Stored items.
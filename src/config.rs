//! Application configuration loaded from environment variables.
//!
//! Configuration is loaded once at startup, validated before the server
//! starts, and passed by reference into the components that need it —
//! never accessed through ambient global state.
//!
//! ## Configuration Methods
//!
//! ### Method 1: Full URL (simpler for local development)
//!
//! ```bash
//! export REDIS_URL="redis://localhost:6379/0"
//! ```
//!
//! ### Method 2: Individual components (recommended for production)
//!
//! ```bash
//! export REDIS_HOST="localhost"
//! export REDIS_PORT="6379"
//! export REDIS_PASSWORD=""
//! export REDIS_DB="0"
//! ```
//!
//! If neither is set the service falls back to a non-persistent in-memory
//! store, which is only suitable for development and tests.
//!
//! ## Required Variables
//!
//! - `TOKEN_SIGNING_SECRET` - HMAC key for hashing API tokens
//!
//! ## Optional Variables
//!
//! - `REDIS_URL` / `REDIS_HOST` - Redis connection (in-memory store if unset)
//! - `LISTEN` - Bind address (default: `0.0.0.0:29900`)
//! - `API_URL` - Public base URL used for self links (default: `http://localhost:29900`)
//! - `ENABLE_URL_REWRITING` - Rebuild self links from forwarded-host headers (default: false)
//! - `API_TOKENS` - Comma-separated tokens granted the `redirects:edit` permission
//! - `RUST_LOG` - Log level (default: `info`)
//! - `LOG_FORMAT` - Log format: `text` or `json` (default: `text`)

use anyhow::{Context, Result};
use std::env;

/// Service configuration loaded from environment variables.
#[derive(Debug, Clone)]
pub struct Config {
    /// Redis connection string; `None` selects the in-memory store.
    pub redis_url: Option<String>,
    pub listen_addr: String,
    /// Public base URL the service is reachable at; self links in list
    /// responses are built against it.
    pub api_url: String,
    /// When true, self links honor `X-Forwarded-Host` / `X-Forwarded-Proto`
    /// so responses carry the public hostname behind a reverse proxy.
    pub enable_url_rewriting: bool,
    pub log_level: String,
    pub log_format: String,
    /// HMAC signing secret used to hash API tokens before comparison.
    /// Loaded from `TOKEN_SIGNING_SECRET`. Must be non-empty.
    pub token_signing_secret: String,
    /// Raw tokens granted the `redirects:edit` permission. Hashed at
    /// startup; the raw material is not retained afterwards.
    pub api_tokens: Vec<String>,
}

impl Config {
    /// Loads configuration from environment variables.
    ///
    /// # Errors
    ///
    /// Returns an error if `TOKEN_SIGNING_SECRET` is missing.
    pub fn from_env() -> Result<Self> {
        let redis_url = Self::load_redis_url();

        let listen_addr = env::var("LISTEN").unwrap_or_else(|_| "0.0.0.0:29900".to_string());
        let api_url = env::var("API_URL").unwrap_or_else(|_| "http://localhost:29900".to_string());

        let enable_url_rewriting = env::var("ENABLE_URL_REWRITING")
            .map(|v| v.eq_ignore_ascii_case("true") || v == "1")
            .unwrap_or(false);

        let log_level = env::var("RUST_LOG").unwrap_or_else(|_| "info".to_string());
        let log_format = env::var("LOG_FORMAT").unwrap_or_else(|_| "text".to_string());

        let token_signing_secret =
            env::var("TOKEN_SIGNING_SECRET").context("TOKEN_SIGNING_SECRET must be set")?;

        let api_tokens = env::var("API_TOKENS")
            .map(|v| {
                v.split(',')
                    .map(str::trim)
                    .filter(|t| !t.is_empty())
                    .map(String::from)
                    .collect()
            })
            .unwrap_or_default();

        Ok(Self {
            redis_url,
            listen_addr,
            api_url,
            enable_url_rewriting,
            log_level,
            log_format,
            token_signing_secret,
            api_tokens,
        })
    }

    /// Loads Redis URL with fallback to component-based configuration.
    ///
    /// Priority:
    /// 1. `REDIS_URL` environment variable
    /// 2. Constructed from `REDIS_HOST`, `REDIS_PORT`, `REDIS_PASSWORD`, `REDIS_DB`
    ///
    /// Returns `None` if Redis is not configured.
    fn load_redis_url() -> Option<String> {
        if let Ok(url) = env::var("REDIS_URL") {
            return Some(url);
        }

        let host = env::var("REDIS_HOST").ok()?;
        let port = env::var("REDIS_PORT").unwrap_or_else(|_| "6379".to_string());
        let password = env::var("REDIS_PASSWORD").ok();
        let db = env::var("REDIS_DB").unwrap_or_else(|_| "0".to_string());

        let url = if let Some(pwd) = password {
            // Empty password means no authentication
            if pwd.is_empty() {
                format!("redis://{}:{}/{}", host, port, db)
            } else {
                format!("redis://:{}@{}:{}/{}", pwd, host, port, db)
            }
        } else {
            format!("redis://{}:{}/{}", host, port, db)
        };

        Some(url)
    }

    /// Validates the configuration.
    ///
    /// # Errors
    ///
    /// Returns an error if:
    /// - `listen_addr` is not in `host:port` form
    /// - `api_url` is not a valid http(s) URL
    /// - `redis_url` does not use a redis scheme
    /// - `log_format` is not `text` or `json`
    /// - `token_signing_secret` is empty
    pub fn validate(&self) -> Result<()> {
        if !self.listen_addr.contains(':') {
            anyhow::bail!(
                "LISTEN must be in format 'host:port', got '{}'",
                self.listen_addr
            );
        }

        let api_url = url::Url::parse(&self.api_url)
            .with_context(|| format!("API_URL is not a valid URL: '{}'", self.api_url))?;
        if api_url.scheme() != "http" && api_url.scheme() != "https" {
            anyhow::bail!(
                "API_URL must start with 'http://' or 'https://', got '{}'",
                self.api_url
            );
        }

        if let Some(ref redis_url) = self.redis_url
            && !redis_url.starts_with("redis://")
            && !redis_url.starts_with("rediss://")
        {
            anyhow::bail!(
                "REDIS_URL must start with 'redis://' or 'rediss://', got '{}'",
                redis_url
            );
        }

        if self.log_format != "text" && self.log_format != "json" {
            anyhow::bail!(
                "LOG_FORMAT must be 'text' or 'json', got '{}'",
                self.log_format
            );
        }

        if self.token_signing_secret.is_empty() {
            anyhow::bail!("TOKEN_SIGNING_SECRET must not be empty");
        }

        Ok(())
    }

    /// Returns whether the Redis store is configured.
    pub fn is_redis_enabled(&self) -> bool {
        self.redis_url.is_some()
    }

    /// Prints configuration summary (without sensitive data).
    pub fn print_summary(&self) {
        tracing::info!("Configuration loaded:");
        tracing::info!("  Listen address: {}", self.listen_addr);
        tracing::info!("  API URL: {}", self.api_url);

        if let Some(ref redis_url) = self.redis_url {
            tracing::info!("  Redis: {}", mask_connection_string(redis_url));
        } else {
            tracing::info!("  Redis: not configured (in-memory store)");
        }

        tracing::info!("  URL rewriting: {}", self.enable_url_rewriting);
        tracing::info!("  Edit tokens configured: {}", self.api_tokens.len());
        tracing::info!("  Log level: {}", self.log_level);
        tracing::info!("  Log format: {}", self.log_format);
    }
}

/// Masks sensitive information in connection strings for logging.
///
/// Replaces password with `***` in URLs like:
/// - `redis://:password@host:port/db` → `redis://:***@host:port/db`
fn mask_connection_string(url: &str) -> String {
    if let Some(start) = url.find("://") {
        let scheme_end = start + 3;
        let rest = &url[scheme_end..];

        if let Some(at_pos) = rest.find('@') {
            let credentials = &rest[..at_pos];
            let host_part = &rest[at_pos..];

            if let Some(colon_pos) = credentials.rfind(':') {
                let username = &credentials[..colon_pos];
                return format!("{}://{}:***{}", &url[..start], username, host_part);
            }
        }
    }

    url.to_string()
}

/// Loads and validates configuration from environment variables.
///
/// # Errors
///
/// Returns an error if required variables are missing or validation fails.
///
/// # Note
///
/// This function expects environment variables to be already loaded
/// (e.g., via `dotenvy::dotenv()` in `main.rs`).
pub fn load_from_env() -> Result<Config> {
    let config = Config::from_env()?;
    config.validate()?;
    Ok(config)
}

#[cfg(test)]
mod tests {
    use super::*;
    use serial_test::serial;

    fn base_config() -> Config {
        Config {
            redis_url: Some("redis://localhost:6379/0".to_string()),
            listen_addr: "0.0.0.0:29900".to_string(),
            api_url: "http://localhost:29900".to_string(),
            enable_url_rewriting: false,
            log_level: "info".to_string(),
            log_format: "text".to_string(),
            token_signing_secret: "test-secret".to_string(),
            api_tokens: vec!["token-1".to_string()],
        }
    }

    #[test]
    fn test_mask_connection_string() {
        assert_eq!(
            mask_connection_string("redis://:password@localhost:6379/0"),
            "redis://:***@localhost:6379/0"
        );

        assert_eq!(
            mask_connection_string("redis://localhost:6379/0"),
            "redis://localhost:6379/0"
        );
    }

    #[test]
    fn test_config_validation() {
        let mut config = base_config();
        assert!(config.validate().is_ok());

        config.listen_addr = "29900".to_string();
        assert!(config.validate().is_err());
        config.listen_addr = "0.0.0.0:29900".to_string();

        config.api_url = "not a url".to_string();
        assert!(config.validate().is_err());
        config.api_url = "ftp://example.com".to_string();
        assert!(config.validate().is_err());
        config.api_url = "https://api.example.com".to_string();
        assert!(config.validate().is_ok());

        config.redis_url = Some("mysql://localhost/test".to_string());
        assert!(config.validate().is_err());
        config.redis_url = None;
        assert!(config.validate().is_ok());

        config.log_format = "invalid".to_string();
        assert!(config.validate().is_err());
        config.log_format = "json".to_string();
        assert!(config.validate().is_ok());

        config.token_signing_secret = String::new();
        assert!(config.validate().is_err());
    }

    #[test]
    #[serial]
    fn test_load_redis_url_from_components() {
        // SAFETY: Tests are run serially due to #[serial], so no concurrent access
        unsafe {
            env::set_var("REDIS_HOST", "redis-host");
            env::set_var("REDIS_PORT", "6380");
            env::set_var("REDIS_DB", "1");
        }

        let url = Config::load_redis_url().unwrap();
        assert_eq!(url, "redis://redis-host:6380/1");

        // Test with password
        unsafe {
            env::set_var("REDIS_PASSWORD", "secret");
        }
        let url = Config::load_redis_url().unwrap();
        assert_eq!(url, "redis://:secret@redis-host:6380/1");

        // Test with empty password (should be treated as no password)
        unsafe {
            env::set_var("REDIS_PASSWORD", "");
        }
        let url = Config::load_redis_url().unwrap();
        assert_eq!(url, "redis://redis-host:6380/1");

        // Cleanup
        unsafe {
            env::remove_var("REDIS_HOST");
            env::remove_var("REDIS_PORT");
            env::remove_var("REDIS_DB");
            env::remove_var("REDIS_PASSWORD");
        }
    }

    #[test]
    #[serial]
    fn test_redis_url_priority() {
        // SAFETY: Tests are run serially
        unsafe {
            env::set_var("REDIS_URL", "redis://from-url:6379/0");
            env::set_var("REDIS_HOST", "from-components");
        }

        let url = Config::load_redis_url().unwrap();

        // REDIS_URL should take priority
        assert!(url.contains("from-url"));
        assert!(!url.contains("from-components"));

        // Cleanup
        unsafe {
            env::remove_var("REDIS_URL");
            env::remove_var("REDIS_HOST");
        }
    }

    #[test]
    #[serial]
    fn test_redis_absent_means_memory_store() {
        // SAFETY: Tests are run serially
        unsafe {
            env::remove_var("REDIS_URL");
            env::remove_var("REDIS_HOST");
        }

        assert!(Config::load_redis_url().is_none());
    }

    #[test]
    #[serial]
    fn test_api_tokens_parsing() {
        // SAFETY: Tests are run serially
        unsafe {
            env::set_var("TOKEN_SIGNING_SECRET", "s");
            env::set_var("API_TOKENS", "alpha, beta ,,gamma");
        }

        let config = Config::from_env().unwrap();
        assert_eq!(config.api_tokens, vec!["alpha", "beta", "gamma"]);

        // Cleanup
        unsafe {
            env::remove_var("TOKEN_SIGNING_SECRET");
            env::remove_var("API_TOKENS");
        }
    }
}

Work instructions. Where does "username" appear in the records above? Copy every line that has it.

Output for this exercise.
                let username = &credentials[..colon_pos];
                return format!("{}://{}:***{}", &url[..start], username, host_part);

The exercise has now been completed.